On a cool, bright autumn day, my friend and I set off for a hike up Gwanaksan. We started at the entrance to the mountain near Seoul National University (after some morning confusion in which my friend went to the subway station for Seoul National University of Education instead). The road was thick with hikers in their gear, ready to take on Seoul’s second-highest mountain.
Armed with KakaoMap, we plotted a route. Everyone seemed to be headed along the road, but that looked like the longer way to the peak. If we cut across a stream and along the top of the SNU campus, there was a more direct trail.
We followed campus streets until KakaoMap indicated that we should make an abrupt turn up a steep embankment and into the woods.
That the trail was little more than lightly ruffled underbrush should have been an indication that we weren’t on the best of all possible routes. And we had somehow neglected the very obvious geometrical reality that a more direct route up a mountain is also a steeper route.
The hike was rough at first, but not impossibly so. It was just steep and not well marked. We climbed quickly, and soon we had spectacular views of the mountains and Seoul beyond.
But then things got tricky. Time and again we came to a granite outcropping with no clear way around, and each time the GPS showed that the path was straight up. These rocky passages were scary, with scrabbles along cliff edges and places where the only way forward was to grab a tree branch or a bit of rock and pull ourselves up. We kept going in part because the thought of turning back and going back down all these rocks was scarier than pushing on.
Eventually we came to a point of no return. There was a thick knotted rope hanging down a flat granite face, and also a kind of metal stirrup hanging from a chain, meant to be used as a foothold. It was dangerous. If we lost our grip, we would be falling straight down the rock, and the momentum would probably throw us further down still, over several succeeding cliffs. My friend went first and made it up, tugging hard and ignoring the stirrup. My adrenaline surging, I followed. There was no turning back now.
The hike continued, up over still more improbable rock faces, but at last our route merged with a more popular trail, and we were again surrounded by hikers. There were more passages with ropes and cables, several of them terrifying. I was glad I had my hiking gloves.

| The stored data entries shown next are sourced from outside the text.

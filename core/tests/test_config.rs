use std::fs;
use workoutlog_core::{load_config, AppConfig};

#[test]
fn test_missing_config_gives_defaults() {
    let cfg = load_config("tests/does_not_exist.json").expect("default config");
    assert_eq!(cfg, AppConfig::default());
    assert_eq!(cfg.initial_zoom, 13);
    assert_eq!(cfg.storage_key, "workouts");
}

#[test]
fn test_config_from_file() {
    let path = "tests/tmp_config.json";
    fs::write(
        path,
        r#"{ "storage_key": "mapty", "restore_markers": true, "popup": { "max_width": 300 } }"#,
    )
    .expect("kunne ikke skrive config");

    let cfg = load_config(path).expect("kunne ikke laste config");
    assert_eq!(cfg.storage_key, "mapty");
    assert!(cfg.restore_markers);
    assert_eq!(cfg.popup.max_width, 300);
    assert_eq!(cfg.popup.min_width, 100);
    assert_eq!(cfg.pan_duration_secs, 1.0);

    fs::remove_file(path).ok();
}

#[test]
fn test_malformed_config_is_an_error() {
    let path = "tests/tmp_config_bad.json";
    fs::write(path, "{ initial_zoom: ").expect("skriv");

    let err = load_config(path).unwrap_err();
    assert!(format!("{:#}", err).contains("ugyldig config"));

    fs::remove_file(path).ok();
}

And then at last we emerged up at the peak, craggy and beautiful and topped with an elaborate weather and transmitter station.

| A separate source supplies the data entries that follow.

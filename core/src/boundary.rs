//! Grensesnitt mot omgivelsene: kart, skjema, liste, varsler og geolokasjon.
//! Kontrolleren får disse injisert og kjenner ingen konkret implementasjon.

use crate::models::{Coords, WorkoutKind};
use crate::render::{ListRow, MarkerSpec};
use async_trait::async_trait;
use thiserror::Error;

#[derive(Debug, Clone, Copy, PartialEq)]
pub struct PanOptions {
    pub animate: bool,
    pub duration_secs: f64,
}

/// Kartwidgeten (fliser/rendering er dens eget ansvar).
pub trait MapView {
    /// Sentrer kartet første gang.
    fn show_at(&mut self, center: Coords, zoom: u8);
    fn add_marker(&mut self, marker: &MarkerSpec);
    fn pan_to(&mut self, center: Coords, zoom: u8, pan: PanOptions);
    fn clear_markers(&mut self);
}

pub trait WorkoutForm {
    fn show(&mut self);
    fn hide(&mut self);
    /// Tøm alle input-felt.
    fn clear(&mut self);
    fn focus_distance(&mut self);
    /// Vis cadence for løping, elevation for sykling.
    fn toggle_kind_fields(&mut self, kind: WorkoutKind);
}

pub trait WorkoutList {
    fn insert_row(&mut self, row: &ListRow);
    fn clear(&mut self);
}

/// Blokkerende varsel til brukeren.
pub trait Notifier {
    fn alert(&mut self, message: &str);
}

#[derive(Debug, Clone, Error, PartialEq, Eq)]
pub enum GeolocationError {
    #[error("geolocation is not supported")]
    Unsupported,
    #[error("permission to read position was denied")]
    PermissionDenied,
    #[error("position unavailable: {0}")]
    Unavailable(String),
}

/// Enkel posisjonsforespørsel. Ingen timeout, ingen retry.
#[async_trait(?Send)]
pub trait Geolocator {
    async fn current_position(&self) -> Result<Coords, GeolocationError>;
}

/// Fast svar, for kjøring uten nettleser og i tester.
#[derive(Debug, Clone)]
pub struct StaticGeolocator {
    pub result: Result<Coords, GeolocationError>,
}

impl StaticGeolocator {
    pub fn at(coords: Coords) -> Self {
        Self { result: Ok(coords) }
    }

    pub fn failing(err: GeolocationError) -> Self {
        Self { result: Err(err) }
    }
}

#[async_trait(?Send)]
impl Geolocator for StaticGeolocator {
    async fn current_position(&self) -> Result<Coords, GeolocationError> {
        self.result.clone()
    }
}

/// Alle grensesnitt kontrolleren trenger, samlet for injeksjon.
pub struct Collaborators {
    pub map: Box<dyn MapView>,
    pub form: Box<dyn WorkoutForm>,
    pub list: Box<dyn WorkoutList>,
    pub notifier: Box<dyn Notifier>,
    pub geolocator: Box<dyn Geolocator>,
}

It felt like getting back on solid ground after being at sea. From here on out, it was all marked trails with built staircases or stairs cut into the rocks, as we made our way to the spectacular Yeonjuam shrine.

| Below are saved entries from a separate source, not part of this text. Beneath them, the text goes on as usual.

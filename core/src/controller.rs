//! App-kontrolleren: kobler kartklikk, skjema, store og lagring sammen.
//!
//! All tilstand ligger i `App` og hver handler tar `&mut self`. Handlerne
//! kjører ferdig før neste event, så det trengs ingen låsing.

use crate::boundary::{Collaborators, PanOptions};
use crate::config::AppConfig;
use crate::models::{Coords, WorkoutKind};
use crate::render::{marker_for, row_for};
use crate::state::{AppState, StateEvent, StateMachine};
use crate::storage::{load_store, save_store, KeyValueStorage};
use crate::store::WorkoutStore;
use crate::validation::{validate, FormInput};
use log::{debug, error, info, warn};
use uuid::Uuid;

pub const GEOLOCATION_FAILED_MESSAGE: &str = "Could not find your location!";

pub struct App {
    config: AppConfig,
    state: AppState,
    store: WorkoutStore,
    storage: Box<dyn KeyValueStorage>,
    ui: Collaborators,
}

impl App {
    /// Gjenoppretter store fra lageret og tegner listeradene.
    /// Markører tegnes ikke her; kartet finnes ikke før `start`.
    pub fn new(config: AppConfig, storage: Box<dyn KeyValueStorage>, ui: Collaborators) -> Self {
        let mut app = Self {
            store: WorkoutStore::new(),
            state: AppState::Start,
            config,
            storage,
            ui,
        };
        app.restore();
        app
    }

    pub fn state(&self) -> AppState {
        self.state
    }

    pub fn store(&self) -> &WorkoutStore {
        &self.store
    }

    pub fn config(&self) -> &AppConfig {
        &self.config
    }

    fn restore(&mut self) {
        self.store = load_store(self.storage.as_ref(), &self.config.storage_key);
        for w in self.store.iter() {
            self.ui.list.insert_row(&row_for(w));
        }
    }

    fn transition(&mut self, event: StateEvent) {
        let next = StateMachine::process_event(self.state, event);
        if next != self.state {
            debug!("{:?} -> {:?} ({:?})", self.state, next, event);
        }
        self.state = next;
    }

    /// Én posisjonsforespørsel. Feil er endelig for kartet til neste reload.
    pub async fn start(&mut self) -> AppState {
        if self.state != AppState::Start {
            return self.state;
        }

        let located = self.ui.geolocator.current_position().await;
        match located {
            Ok(center) => {
                info!("Kart sentrert på {:.4}, {:.4}", center.lat, center.lng);
                self.ui.map.show_at(center, self.config.initial_zoom);
                self.transition(StateEvent::PositionFound);

                if self.config.restore_markers {
                    for w in self.store.iter() {
                        self.ui.map.add_marker(&marker_for(w, self.config.popup));
                    }
                }
            }
            Err(err) => {
                warn!("Geolokasjon feilet: {}", err);
                self.ui.notifier.alert(GEOLOCATION_FAILED_MESSAGE);
                self.transition(StateEvent::PositionUnavailable);
            }
        }
        self.state
    }

    pub fn on_map_click(&mut self, at: Coords) {
        if !self.state.has_map() {
            debug!("Kartklikk ignorert i {:?}", self.state);
            return;
        }
        self.transition(StateEvent::MapClicked(at));
        self.ui.form.show();
        self.ui.form.focus_distance();
    }

    pub fn on_kind_change(&mut self, kind: WorkoutKind) {
        self.ui.form.toggle_kind_fields(kind);
    }

    /// Validerer og lagrer en ny workout. Returnerer id-en ved suksess.
    /// Ugyldig input gir alert og skjemaet forblir åpent.
    pub fn on_submit(&mut self, input: &FormInput) -> Option<Uuid> {
        let Some(pending) = self.state.pending_location() else {
            debug!("Submit uten kartklikk ignorert");
            return None;
        };

        let draft = match validate(input) {
            Ok(draft) => draft,
            Err(err) => {
                debug!("Avvist input: {}", err);
                self.ui.notifier.alert(err.user_message());
                self.transition(StateEvent::SubmitRejected);
                return None;
            }
        };

        // Rekkefølgen er fast: bygg, append, markør, rad, skjema, lagre.
        let workout = draft.into_workout(pending);
        let id = workout.id();
        self.store.append(workout);

        if let Some(w) = self.store.last() {
            self.ui.map.add_marker(&marker_for(w, self.config.popup));
            self.ui.list.insert_row(&row_for(w));
        }

        self.ui.form.clear();
        self.ui.form.hide();
        self.persist();

        self.transition(StateEvent::WorkoutCommitted);
        Some(id)
    }

    /// Klikk i listen. `target` er rad-id-en, eller None hvis klikket
    /// ikke traff en workout-rad.
    pub fn on_list_click(&mut self, target: Option<&str>) -> bool {
        if !self.state.has_map() {
            return false;
        }
        let Some(id) = target.and_then(|raw| Uuid::parse_str(raw).ok()) else {
            return false;
        };
        let Some(w) = self.store.find_by_id(id) else {
            debug!("Ukjent workout-id {}", id);
            return false;
        };

        let pan = PanOptions {
            animate: true,
            duration_secs: self.config.pan_duration_secs,
        };
        self.ui.map.pan_to(w.coords(), self.config.initial_zoom, pan);
        true
    }

    /// Sletter lagret historikk og starter appen på nytt fra Start.
    pub async fn reset(&mut self) -> AppState {
        if let Err(err) = self.storage.remove(&self.config.storage_key) {
            error!("Kunne ikke slette `{}`: {}", self.config.storage_key, err);
        }
        self.store.clear();
        self.ui.list.clear();
        self.ui.map.clear_markers();
        self.ui.form.clear();
        self.ui.form.hide();
        self.transition(StateEvent::Reset);

        self.restore();
        self.start().await
    }

    fn persist(&mut self) {
        if let Err(err) = save_store(self.storage.as_mut(), &self.config.storage_key, &self.store) {
            error!("Kunne ikke lagre workouts: {}", err);
        }
    }
}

We watched a cat leap among the cliffs, then made our way up, stopping to buy popsicles before entering the shrine and watching people bow as an amplified monk chanted.
From there, it was a long walk down the mountain again, this time on a much longer and less difficult path, until at last we emerged in Gwacheon and had ourselves a well-earned dinner of galbi-tang (beef rib stew).
Today, absolutely everything hurts, especially my right ankle, which I twisted on the long walk down when I was tired, and my right wrist, which took a lot of weight on those desperate tugs over boulders. Korean mountains are not high, but they’re no joke. I’m glad I took on that particular route up Gwanaksan, and I hope I never do it again.